First, the Templeton Foundation has awarded Chris and the Polarization Lab $1.85 million to study methods for increasing intellectual humility on social media. The project is on a timely topic and entitled “Can Social Media Promote Intellectual Humility?” (abstract below). The grant provides a big boost to Chris’s work in the Polarization Lab and is beneficial all around.
Second, the impact of Chris’s work has not gone unnoticed—last month, the New Yorker ran a lengthy and informative profile of his recent research.
Finally, the National Science Foundation has awarded Chris a $425,000 grant to support the Summer Institutes in Computational Social Science (SICSS). The program will run in fifty-two locations around the world this summer (link to the program). To date, this is the largest grant received to support the program, which is quite an accomplishment in the midst of the pandemic.

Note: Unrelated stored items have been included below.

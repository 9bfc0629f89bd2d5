//! Authentication service.

use argon2::{
    Argon2,
    password_hash::{PasswordHash, PasswordHasher, PasswordVerifier, SaltString, rand_core::OsRng},
};
use ballotbox_common::{AppError, AppResult, IdGenerator, config::AuthConfig};
use ballotbox_db::{entities::user, repositories::UserRepository};
use chrono::Utc;
use jsonwebtoken::{Algorithm, DecodingKey, EncodingKey, Header, Validation, decode, encode};
use sea_orm::Set;
use serde::{Deserialize, Serialize};
use tracing::{debug, info};
use validator::{Validate, ValidationError};

/// Input for registering a user.
#[derive(Debug, Deserialize, Validate)]
pub struct RegisterInput {
    #[validate(length(min = 3, max = 32), custom(function = "validate_username"))]
    pub username: String,
    #[validate(length(min = 6, max = 128))]
    pub password: String,
}

/// Session token claims.
#[derive(Debug, Clone, PartialEq, Eq, Serialize, Deserialize)]
pub struct Claims {
    /// User ID.
    pub sub: String,
    pub username: String,
    pub iat: i64,
    pub exp: i64,
}

/// A signed-in user together with a fresh token.
#[derive(Debug, Clone)]
pub struct LoginResult {
    pub user: user::Model,
    pub token: String,
}

/// Authentication service: registration, credentials and session tokens.
#[derive(Clone)]
pub struct AuthService {
    user_repo: UserRepository,
    encoding_key: EncodingKey,
    decoding_key: DecodingKey,
    token_ttl_secs: i64,
    id_gen: IdGenerator,
}

impl AuthService {
    /// Create a new auth service.
    #[must_use]
    pub fn new(user_repo: UserRepository, config: &AuthConfig) -> Self {
        Self {
            user_repo,
            encoding_key: EncodingKey::from_secret(config.jwt_secret.as_bytes()),
            decoding_key: DecodingKey::from_secret(config.jwt_secret.as_bytes()),
            token_ttl_secs: config.token_ttl_secs,
            id_gen: IdGenerator::new(),
        }
    }

    /// Register a new user.
    pub async fn register(&self, input: RegisterInput) -> AppResult<user::Model> {
        input.validate()?;

        let conn = self.user_repo.connection();
        if self
            .user_repo
            .find_by_username(conn, &input.username)
            .await?
            .is_some()
        {
            return Err(AppError::Conflict("Username already taken".to_string()));
        }

        let password_hash = hash_password(&input.password)?;

        let model = user::ActiveModel {
            id: Set(self.id_gen.generate()),
            username_lower: Set(input.username.to_lowercase()),
            username: Set(input.username),
            password_hash: Set(password_hash),
            created_at: Set(Utc::now().into()),
            updated_at: Set(None),
        };

        let user = self.user_repo.create(conn, model).await?;
        info!(user_id = %user.id, username = %user.username, "User registered");

        Ok(user)
    }

    /// Check a username and password.
    ///
    /// Unknown users and wrong passwords are indistinguishable to the caller.
    pub async fn authenticate(&self, username: &str, password: &str) -> AppResult<user::Model> {
        let user = self
            .user_repo
            .find_by_username(self.user_repo.connection(), username)
            .await?
            .ok_or(AppError::InvalidCredentials)?;

        if !verify_password(password, &user.password_hash)? {
            debug!(user_id = %user.id, "Password mismatch");
            return Err(AppError::InvalidCredentials);
        }

        Ok(user)
    }

    /// Authenticate and issue a session token.
    pub async fn login(&self, username: &str, password: &str) -> AppResult<LoginResult> {
        let user = self.authenticate(username, password).await?;
        let token = self.issue_token(&user)?;

        info!(user_id = %user.id, "User logged in");
        Ok(LoginResult { user, token })
    }

    /// Decode and check a session token.
    pub fn verify_token(&self, token: &str) -> AppResult<Claims> {
        decode::<Claims>(
            token,
            &self.decoding_key,
            &Validation::new(Algorithm::HS256),
        )
        .map(|data| data.claims)
        .map_err(|e| {
            debug!(error = %e, "Rejected session token");
            AppError::Unauthorized
        })
    }

    /// Get the profile of a user.
    pub async fn profile(&self, user_id: &str) -> AppResult<user::Model> {
        self.user_repo
            .get_by_id(self.user_repo.connection(), user_id)
            .await
    }

    /// Issue a fresh token for an already authenticated user.
    pub async fn refresh(&self, user_id: &str) -> AppResult<String> {
        let user = self.profile(user_id).await?;
        self.issue_token(&user)
    }

    fn issue_token(&self, user: &user::Model) -> AppResult<String> {
        let iat = Utc::now().timestamp();
        let claims = Claims {
            sub: user.id.clone(),
            username: user.username.clone(),
            iat,
            exp: iat + self.token_ttl_secs,
        };

        encode(&Header::new(Algorithm::HS256), &claims, &self.encoding_key)
            .map_err(|e| AppError::Internal(format!("Failed to sign token: {e}")))
    }
}

fn validate_username(username: &str) -> Result<(), ValidationError> {
    if username
        .chars()
        .all(|c| c.is_ascii_alphanumeric() || c == '_')
    {
        Ok(())
    } else {
        Err(ValidationError::new("username_charset"))
    }
}

/// Hash a password using Argon2.
fn hash_password(password: &str) -> AppResult<String> {
    let salt = SaltString::generate(&mut OsRng);
    let argon2 = Argon2::default();

    argon2
        .hash_password(password.as_bytes(), &salt)
        .map(|h| h.to_string())
        .map_err(|e| AppError::Internal(format!("Failed to hash password: {e}")))
}

/// Verify a password against a hash.
fn verify_password(password: &str, hash: &str) -> AppResult<bool> {
    let parsed_hash =
        PasswordHash::new(hash).map_err(|e| AppError::Internal(format!("Invalid hash: {e}")))?;

    Ok(Argon2::default()
        .verify_password(password.as_bytes(), &parsed_hash)
        .is_ok())
}
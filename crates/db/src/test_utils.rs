//! Test utilities for database operations.
//!
//! Provides helpers for setting up and tearing down test databases:
//! a PostgreSQL database configured from `TEST_DB_*` environment variables,
//! and an in-memory SQLite database for fast service tests (requires the
//! `sqlx-sqlite` feature of sea-orm in the calling crate's dev-dependencies).

use sea_orm::{
    ConnectOptions, ConnectionTrait, Database, DatabaseBackend, DatabaseConnection, DbErr,
    Statement,
};
use sea_orm_migration::MigratorTrait;
use tracing::info;

use crate::migrations::Migrator;

/// Tables in dependency order (children first).
const TABLES: [&str; 4] = ["user_vote", "vote_option", "vote", "user"];

/// Test database configuration.
#[derive(Debug, Clone)]
pub struct TestDbConfig {
    /// Database host.
    pub host: String,
    /// Database port.
    pub port: u16,
    /// Database username.
    pub username: String,
    /// Database password.
    pub password: String,
    /// Database name.
    pub database: String,
}

impl Default for TestDbConfig {
    fn default() -> Self {
        Self {
            host: std::env::var("TEST_DB_HOST").unwrap_or_else(|_| "localhost".to_string()),
            port: std::env::var("TEST_DB_PORT")
                .ok()
                .and_then(|p| p.parse().ok())
                .unwrap_or(5433),
            username: std::env::var("TEST_DB_USER")
                .unwrap_or_else(|_| "ballotbox_test".to_string()),
            password: std::env::var("TEST_DB_PASSWORD")
                .unwrap_or_else(|_| "ballotbox_test".to_string()),
            database: std::env::var("TEST_DB_NAME")
                .unwrap_or_else(|_| "ballotbox_test".to_string()),
        }
    }
}

impl TestDbConfig {
    /// Get the database URL.
    #[must_use]
    pub fn database_url(&self) -> String {
        format!(
            "postgres://{}:{}@{}:{}/{}",
            self.username, self.password, self.host, self.port, self.database
        )
    }

    /// Get URL for connecting to postgres database (for creating test DB).
    #[must_use]
    pub fn postgres_url(&self) -> String {
        format!(
            "postgres://{}:{}@{}:{}/postgres",
            self.username, self.password, self.host, self.port
        )
    }
}

/// A test database context that manages the lifecycle of a test database.
pub struct TestDatabase {
    /// Database connection.
    pub conn: DatabaseConnection,
    /// Database configuration.
    pub config: TestDbConfig,
}

impl TestDatabase {
    /// Connect to the configured PostgreSQL test database and run migrations.
    pub async fn new() -> Result<Self, DbErr> {
        Self::with_config(TestDbConfig::default()).await
    }

    /// Connect with a custom configuration and run migrations.
    pub async fn with_config(config: TestDbConfig) -> Result<Self, DbErr> {
        let conn = Database::connect(&config.database_url()).await?;
        Migrator::up(&conn, None).await?;

        info!(database = %config.database, "Connected to test database");

        Ok(Self { conn, config })
    }

    /// Create a unique PostgreSQL test database (for parallel tests).
    pub async fn create_unique() -> Result<Self, DbErr> {
        let mut config = TestDbConfig::default();
        let unique_suffix = uuid::Uuid::new_v4().simple().to_string();
        config.database = format!("ballotbox_test_{}", &unique_suffix[..8]);

        let postgres_conn = Database::connect(&config.postgres_url()).await?;
        let create_db = format!("CREATE DATABASE \"{}\"", config.database);
        postgres_conn
            .execute(Statement::from_string(DatabaseBackend::Postgres, create_db))
            .await?;
        postgres_conn.close().await?;

        info!(database = %config.database, "Created unique test database");

        Self::with_config(config).await
    }

    /// Migrated in-memory SQLite database.
    ///
    /// The pool is capped at one connection because every SQLite memory
    /// connection is its own database; concurrent callers queue on the pool.
    pub async fn in_memory() -> Result<DatabaseConnection, DbErr> {
        let mut opt = ConnectOptions::new("sqlite::memory:");
        opt.max_connections(1).min_connections(1).sqlx_logging(false);

        let conn = Database::connect(opt).await?;
        conn.execute_unprepared("PRAGMA foreign_keys = ON").await?;
        Migrator::up(&conn, None).await?;
        Ok(conn)
    }

    /// Get the database connection.
    #[must_use]
    pub const fn connection(&self) -> &DatabaseConnection {
        &self.conn
    }

    /// Remove all rows from the application tables.
    pub async fn cleanup(&self) -> Result<(), DbErr> {
        for table in TABLES {
            let truncate = format!("TRUNCATE TABLE \"{table}\" CASCADE");
            self.conn
                .execute(Statement::from_string(DatabaseBackend::Postgres, truncate))
                .await?;
        }

        info!("Cleaned up test database");
        Ok(())
    }

    /// Drop the test database (for unique databases).
    pub async fn drop_database(self) -> Result<(), DbErr> {
        self.conn.close().await?;

        let postgres_conn = Database::connect(&self.config.postgres_url()).await?;

        let terminate = format!(
            "SELECT pg_terminate_backend(pid) FROM pg_stat_activity WHERE datname = '{}'",
            self.config.database
        );
        // Nothing to terminate is fine.
        postgres_conn
            .execute(Statement::from_string(DatabaseBackend::Postgres, terminate))
            .await
            .ok();

        let drop_db = format!("DROP DATABASE IF EXISTS \"{}\"", self.config.database);
        postgres_conn
            .execute(Statement::from_string(DatabaseBackend::Postgres, drop_db))
            .await?;
        postgres_conn.close().await?;

        info!(database = %self.config.database, "Dropped test database");
        Ok(())
    }
}
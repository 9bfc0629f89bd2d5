//! ID generation utilities.

use ulid::Ulid;

/// ID generator for entities.
#[derive(Debug, Clone, Default)]
pub struct IdGenerator {
    _private: (),
}

impl IdGenerator {
    /// Create a new ID generator.
    #[must_use]
    pub const fn new() -> Self {
        Self { _private: () }
    }

    /// Generate a new ULID-based ID.
    ///
    /// ULIDs are lexicographically sortable and fit the 32-char id columns.
    #[must_use]
    pub fn generate(&self) -> String {
        Ulid::new().to_string().to_lowercase()
    }
}
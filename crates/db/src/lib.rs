//! Database layer for ballotbox.
//!
//! Entities, migrations and repositories for users, votes, vote options and
//! ballots. Repository methods take the connection or transaction to run on
//! as an argument, so a service can group several calls into one
//! [`sea_orm::DatabaseTransaction`].

pub mod entities;
pub mod error;
pub mod migrations;
pub mod repositories;
pub mod test_utils;

pub use error::db_error;

use ballotbox_common::{AppError, Config};
use sea_orm::{ConnectOptions, Database, DatabaseConnection};
use std::time::Duration;
use tracing::log::LevelFilter;

/// Initialize database connection.
pub async fn init(config: &Config) -> Result<DatabaseConnection, AppError> {
    let mut opt = ConnectOptions::new(&config.database.url);

    opt.max_connections(config.database.max_connections)
        .min_connections(config.database.min_connections)
        .connect_timeout(Duration::from_secs(config.database.connect_timeout_secs))
        .acquire_timeout(Duration::from_secs(config.database.acquire_timeout_secs))
        .idle_timeout(Duration::from_secs(600))
        .max_lifetime(Duration::from_secs(1800))
        .sqlx_logging(true)
        .sqlx_logging_level(LevelFilter::Debug);

    Database::connect(opt).await.map_err(db_error)
}

/// Run pending migrations.
pub async fn migrate(db: &DatabaseConnection) -> Result<(), AppError> {
    use sea_orm_migration::MigratorTrait;
    migrations::Migrator::up(db, None).await.map_err(db_error)
}
//! API middleware.

#![allow(missing_docs)]

use axum::{
    body::Body,
    extract::State,
    http::{Request, header::AUTHORIZATION},
    middleware::Next,
    response::Response,
};
use ballotbox_core::{AuthService, BallotService, VoteQueryService, VoteService};
use tracing::debug;

use crate::extractors::AuthUser;

/// Application state.
#[derive(Clone)]
pub struct AppState {
    pub auth_service: AuthService,
    pub vote_service: VoteService,
    pub ballot_service: BallotService,
    pub vote_query_service: VoteQueryService,
}

/// Authentication middleware.
///
/// A valid bearer token places an [`AuthUser`] in the request extensions.
/// Requests without one pass through; protected handlers reject them through
/// the extractor.
pub async fn auth_middleware(
    State(state): State<AppState>,
    mut req: Request<Body>,
    next: Next,
) -> Response {
    if let Some(auth_header) = req.headers().get(AUTHORIZATION)
        && let Ok(auth_str) = auth_header.to_str()
        && let Some(token) = auth_str.strip_prefix("Bearer ")
    {
        match state.auth_service.verify_token(token.trim()) {
            Ok(claims) => {
                req.extensions_mut().insert(AuthUser {
                    id: claims.sub,
                    username: claims.username,
                });
            }
            Err(_) => debug!(path = %req.uri().path(), "Ignoring invalid bearer token"),
        }
    }

    next.run(req).await
}
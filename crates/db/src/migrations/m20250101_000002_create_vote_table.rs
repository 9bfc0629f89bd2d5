//! Create vote table migration.

use sea_orm_migration::prelude::*;

#[derive(DeriveMigrationName)]
pub struct Migration;

#[async_trait::async_trait]
impl MigrationTrait for Migration {
    async fn up(&self, manager: &SchemaManager) -> Result<(), DbErr> {
        manager
            .create_table(
                Table::create()
                    .table(Vote::Table)
                    .if_not_exists()
                    .col(ColumnDef::new(Vote::Id).string_len(32).not_null().primary_key())
                    .col(ColumnDef::new(Vote::Title).string_len(256).not_null())
                    .col(ColumnDef::new(Vote::Multi).boolean().not_null().default(false))
                    .col(ColumnDef::new(Vote::Deadline).big_integer().not_null().default(0))
                    .col(ColumnDef::new(Vote::CreatorId).string_len(32).not_null())
                    .col(
                        ColumnDef::new(Vote::CreatedAt)
                            .timestamp_with_time_zone()
                            .not_null()
                            .default(Expr::current_timestamp()),
                    )
                    .col(ColumnDef::new(Vote::UpdatedAt).timestamp_with_time_zone())
                    .foreign_key(
                        ForeignKey::create()
                            .name("fk_vote_creator")
                            .from(Vote::Table, Vote::CreatorId)
                            .to(User::Table, User::Id)
                            .on_delete(ForeignKeyAction::Cascade),
                    )
                    .to_owned(),
            )
            .await?;

        // Index: creator_id (for "my votes")
        manager
            .create_index(
                Index::create()
                    .name("idx_vote_creator_id")
                    .table(Vote::Table)
                    .col(Vote::CreatorId)
                    .to_owned(),
            )
            .await?;

        // Index: created_at (newest first listings)
        manager
            .create_index(
                Index::create()
                    .name("idx_vote_created_at")
                    .table(Vote::Table)
                    .col(Vote::CreatedAt)
                    .to_owned(),
            )
            .await?;

        Ok(())
    }

    async fn down(&self, manager: &SchemaManager) -> Result<(), DbErr> {
        manager
            .drop_table(Table::drop().table(Vote::Table).to_owned())
            .await
    }
}

#[derive(Iden)]
enum Vote {
    Table,
    Id,
    Title,
    Multi,
    Deadline,
    CreatorId,
    CreatedAt,
    UpdatedAt,
}

#[derive(Iden)]
enum User {
    Table,
    Id,
}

“Can Social Media Promote Intellectual Humility?
Executive Summary
Addressing complex social problems, such as global pandemics, requires intellectual humility. Yet, there is growing evidence that social media—which is rapidly becoming the most common forum for public discussion about such problems—incentivizes intellectual arrogance, overconfidence, and dogma instead. This research project will examine how social media could be redesigned to help people identify their blind spots and have productive conversations with those who do not share their views. Our multidisciplinary team will: a) create a social media research platform in which design features—such as the algorithms that recommend new content to users—can be manipulated in randomized controlled trials; b) recruit more than 5,000 Americans to use this platform as part of three large field experiments in which individuals interact with automated bots to test research hypotheses evaluating the capacity for social media to foster humility in online behavior; c) develop new measures of the behavioral manifestations of intellectual humility using machine-learning methods; d) make the platform available to other researchers to cultivate a broader research agenda and community of scholars studying this topic; e) disseminate evidence-based insights from our work to key stakeholders in industry, government, and the nonprofit sector; and, f) create public-use apps that encourage the positive attitudes and behaviors associated with intellectual humility on social media. Our research agenda thus opens new lines of inquiry about how the structure of social media platforms shapes human behavior and contributes new tools and insights that can be used by scholars, entrepreneurs, policy makers, and members of the general public to promote a culture of intellectual humility.